__Exercise objective__
Search term "cells": copy each line of the records that contains it.
▬▬▬▬▬▬▬▬▬▬
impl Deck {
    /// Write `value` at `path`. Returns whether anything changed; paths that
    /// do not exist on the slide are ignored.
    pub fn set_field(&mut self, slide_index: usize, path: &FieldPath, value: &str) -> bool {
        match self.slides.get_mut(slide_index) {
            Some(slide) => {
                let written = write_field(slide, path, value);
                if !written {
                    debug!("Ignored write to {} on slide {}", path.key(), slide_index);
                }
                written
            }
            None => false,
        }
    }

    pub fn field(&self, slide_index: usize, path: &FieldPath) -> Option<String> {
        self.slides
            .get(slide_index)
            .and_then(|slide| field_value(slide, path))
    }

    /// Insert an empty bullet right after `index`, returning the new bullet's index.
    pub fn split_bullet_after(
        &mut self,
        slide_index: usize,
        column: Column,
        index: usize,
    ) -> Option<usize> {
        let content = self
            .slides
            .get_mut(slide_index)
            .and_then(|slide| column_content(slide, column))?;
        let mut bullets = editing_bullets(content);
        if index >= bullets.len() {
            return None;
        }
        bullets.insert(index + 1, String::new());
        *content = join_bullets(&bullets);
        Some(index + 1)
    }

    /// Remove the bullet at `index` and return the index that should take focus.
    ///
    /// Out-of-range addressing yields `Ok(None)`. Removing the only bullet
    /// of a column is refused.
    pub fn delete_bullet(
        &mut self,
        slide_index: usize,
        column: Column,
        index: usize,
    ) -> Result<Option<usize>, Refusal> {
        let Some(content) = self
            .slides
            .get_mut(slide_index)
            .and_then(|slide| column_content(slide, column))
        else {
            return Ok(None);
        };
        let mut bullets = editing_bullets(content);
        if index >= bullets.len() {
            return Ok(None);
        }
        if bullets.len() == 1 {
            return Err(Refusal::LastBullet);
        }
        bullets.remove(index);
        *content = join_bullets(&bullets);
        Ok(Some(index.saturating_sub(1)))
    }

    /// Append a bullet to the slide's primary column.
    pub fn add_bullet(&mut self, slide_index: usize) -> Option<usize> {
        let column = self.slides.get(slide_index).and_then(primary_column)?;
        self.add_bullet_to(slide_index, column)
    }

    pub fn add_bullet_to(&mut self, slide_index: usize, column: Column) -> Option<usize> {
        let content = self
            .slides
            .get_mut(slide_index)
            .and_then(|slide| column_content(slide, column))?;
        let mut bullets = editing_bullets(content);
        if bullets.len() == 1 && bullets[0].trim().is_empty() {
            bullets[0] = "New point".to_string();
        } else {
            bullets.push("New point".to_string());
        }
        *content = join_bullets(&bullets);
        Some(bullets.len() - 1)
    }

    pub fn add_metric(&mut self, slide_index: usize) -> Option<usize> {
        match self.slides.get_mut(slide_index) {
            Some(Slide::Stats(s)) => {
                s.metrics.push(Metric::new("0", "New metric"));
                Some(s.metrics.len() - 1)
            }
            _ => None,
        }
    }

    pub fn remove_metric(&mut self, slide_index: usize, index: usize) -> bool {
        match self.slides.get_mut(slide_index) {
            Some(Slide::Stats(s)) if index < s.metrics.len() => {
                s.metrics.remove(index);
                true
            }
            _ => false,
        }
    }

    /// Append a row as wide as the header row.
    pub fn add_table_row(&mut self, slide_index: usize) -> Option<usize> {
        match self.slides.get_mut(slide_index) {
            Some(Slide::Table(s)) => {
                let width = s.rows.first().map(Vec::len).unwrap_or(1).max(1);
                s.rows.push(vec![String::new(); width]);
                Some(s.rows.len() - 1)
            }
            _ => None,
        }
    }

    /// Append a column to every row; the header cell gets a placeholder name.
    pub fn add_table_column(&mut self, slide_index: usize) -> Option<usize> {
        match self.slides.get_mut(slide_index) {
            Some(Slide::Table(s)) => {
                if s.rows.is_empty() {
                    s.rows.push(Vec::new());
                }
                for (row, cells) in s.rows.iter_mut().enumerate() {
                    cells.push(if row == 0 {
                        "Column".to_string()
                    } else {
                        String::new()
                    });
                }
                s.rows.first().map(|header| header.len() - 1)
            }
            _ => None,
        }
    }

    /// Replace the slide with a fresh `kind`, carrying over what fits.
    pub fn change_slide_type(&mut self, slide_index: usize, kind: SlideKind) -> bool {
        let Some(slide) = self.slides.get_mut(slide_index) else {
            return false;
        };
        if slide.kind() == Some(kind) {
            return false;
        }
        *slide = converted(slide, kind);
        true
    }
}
▬▬▬▬▬▬▬▬▬▬
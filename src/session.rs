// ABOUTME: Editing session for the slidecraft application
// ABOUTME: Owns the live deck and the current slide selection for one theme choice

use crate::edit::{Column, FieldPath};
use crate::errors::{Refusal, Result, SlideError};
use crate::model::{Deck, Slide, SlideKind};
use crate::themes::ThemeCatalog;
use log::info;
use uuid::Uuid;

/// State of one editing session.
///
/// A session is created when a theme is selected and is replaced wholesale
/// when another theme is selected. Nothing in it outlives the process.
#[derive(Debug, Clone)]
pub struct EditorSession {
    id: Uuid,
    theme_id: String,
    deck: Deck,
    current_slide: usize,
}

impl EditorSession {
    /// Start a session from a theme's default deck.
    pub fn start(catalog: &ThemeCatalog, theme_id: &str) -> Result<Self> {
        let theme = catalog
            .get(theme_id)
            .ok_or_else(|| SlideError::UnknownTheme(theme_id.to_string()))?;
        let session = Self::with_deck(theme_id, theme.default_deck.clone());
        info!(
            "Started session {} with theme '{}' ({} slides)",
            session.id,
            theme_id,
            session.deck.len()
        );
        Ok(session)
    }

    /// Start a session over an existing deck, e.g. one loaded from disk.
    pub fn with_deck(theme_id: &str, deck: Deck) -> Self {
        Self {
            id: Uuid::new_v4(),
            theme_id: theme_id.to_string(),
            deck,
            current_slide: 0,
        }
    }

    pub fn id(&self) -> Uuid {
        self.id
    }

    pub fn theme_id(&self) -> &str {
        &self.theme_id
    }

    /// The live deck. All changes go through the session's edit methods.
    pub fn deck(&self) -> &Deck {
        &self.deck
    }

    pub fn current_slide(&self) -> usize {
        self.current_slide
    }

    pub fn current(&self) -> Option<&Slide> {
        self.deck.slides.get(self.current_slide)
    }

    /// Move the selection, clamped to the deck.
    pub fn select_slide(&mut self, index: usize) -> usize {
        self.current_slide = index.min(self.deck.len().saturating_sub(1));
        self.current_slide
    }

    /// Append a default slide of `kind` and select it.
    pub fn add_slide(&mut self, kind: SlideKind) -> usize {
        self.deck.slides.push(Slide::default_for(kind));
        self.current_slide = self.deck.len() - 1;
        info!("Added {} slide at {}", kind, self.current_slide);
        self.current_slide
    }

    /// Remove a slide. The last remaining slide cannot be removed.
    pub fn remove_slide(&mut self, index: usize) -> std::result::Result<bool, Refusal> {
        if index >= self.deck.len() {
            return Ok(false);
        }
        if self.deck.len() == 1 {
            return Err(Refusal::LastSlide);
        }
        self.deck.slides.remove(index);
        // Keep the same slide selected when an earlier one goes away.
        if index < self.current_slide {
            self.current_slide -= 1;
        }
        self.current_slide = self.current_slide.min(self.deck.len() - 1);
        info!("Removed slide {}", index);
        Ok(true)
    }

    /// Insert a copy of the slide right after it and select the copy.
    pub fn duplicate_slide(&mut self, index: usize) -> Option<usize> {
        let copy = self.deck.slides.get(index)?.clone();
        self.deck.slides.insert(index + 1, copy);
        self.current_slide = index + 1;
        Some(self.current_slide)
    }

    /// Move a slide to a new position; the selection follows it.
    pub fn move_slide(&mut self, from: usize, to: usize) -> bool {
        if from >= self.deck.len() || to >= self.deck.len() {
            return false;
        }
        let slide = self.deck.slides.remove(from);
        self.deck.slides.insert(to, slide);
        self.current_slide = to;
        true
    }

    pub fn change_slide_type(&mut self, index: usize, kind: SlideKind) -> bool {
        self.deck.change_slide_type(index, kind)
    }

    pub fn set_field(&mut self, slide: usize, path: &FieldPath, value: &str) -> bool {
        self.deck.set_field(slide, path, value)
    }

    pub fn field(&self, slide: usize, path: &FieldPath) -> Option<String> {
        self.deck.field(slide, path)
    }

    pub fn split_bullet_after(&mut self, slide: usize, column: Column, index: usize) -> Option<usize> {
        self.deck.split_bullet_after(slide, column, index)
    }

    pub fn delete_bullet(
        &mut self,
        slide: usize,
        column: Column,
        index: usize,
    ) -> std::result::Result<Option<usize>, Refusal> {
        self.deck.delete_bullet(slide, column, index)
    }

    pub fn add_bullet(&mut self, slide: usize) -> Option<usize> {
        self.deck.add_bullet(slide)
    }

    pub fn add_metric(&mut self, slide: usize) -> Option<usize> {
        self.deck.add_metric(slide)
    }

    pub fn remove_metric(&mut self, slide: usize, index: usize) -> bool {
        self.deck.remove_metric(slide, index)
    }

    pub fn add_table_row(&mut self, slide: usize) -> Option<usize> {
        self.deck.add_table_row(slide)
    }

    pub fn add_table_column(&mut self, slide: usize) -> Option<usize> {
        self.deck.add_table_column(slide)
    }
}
▬▬▬▬▬▬▬▬▬▬
__Exercise result__
                for (row, cells) in s.rows.iter_mut().enumerate() {
                    cells.push(if row == 0 {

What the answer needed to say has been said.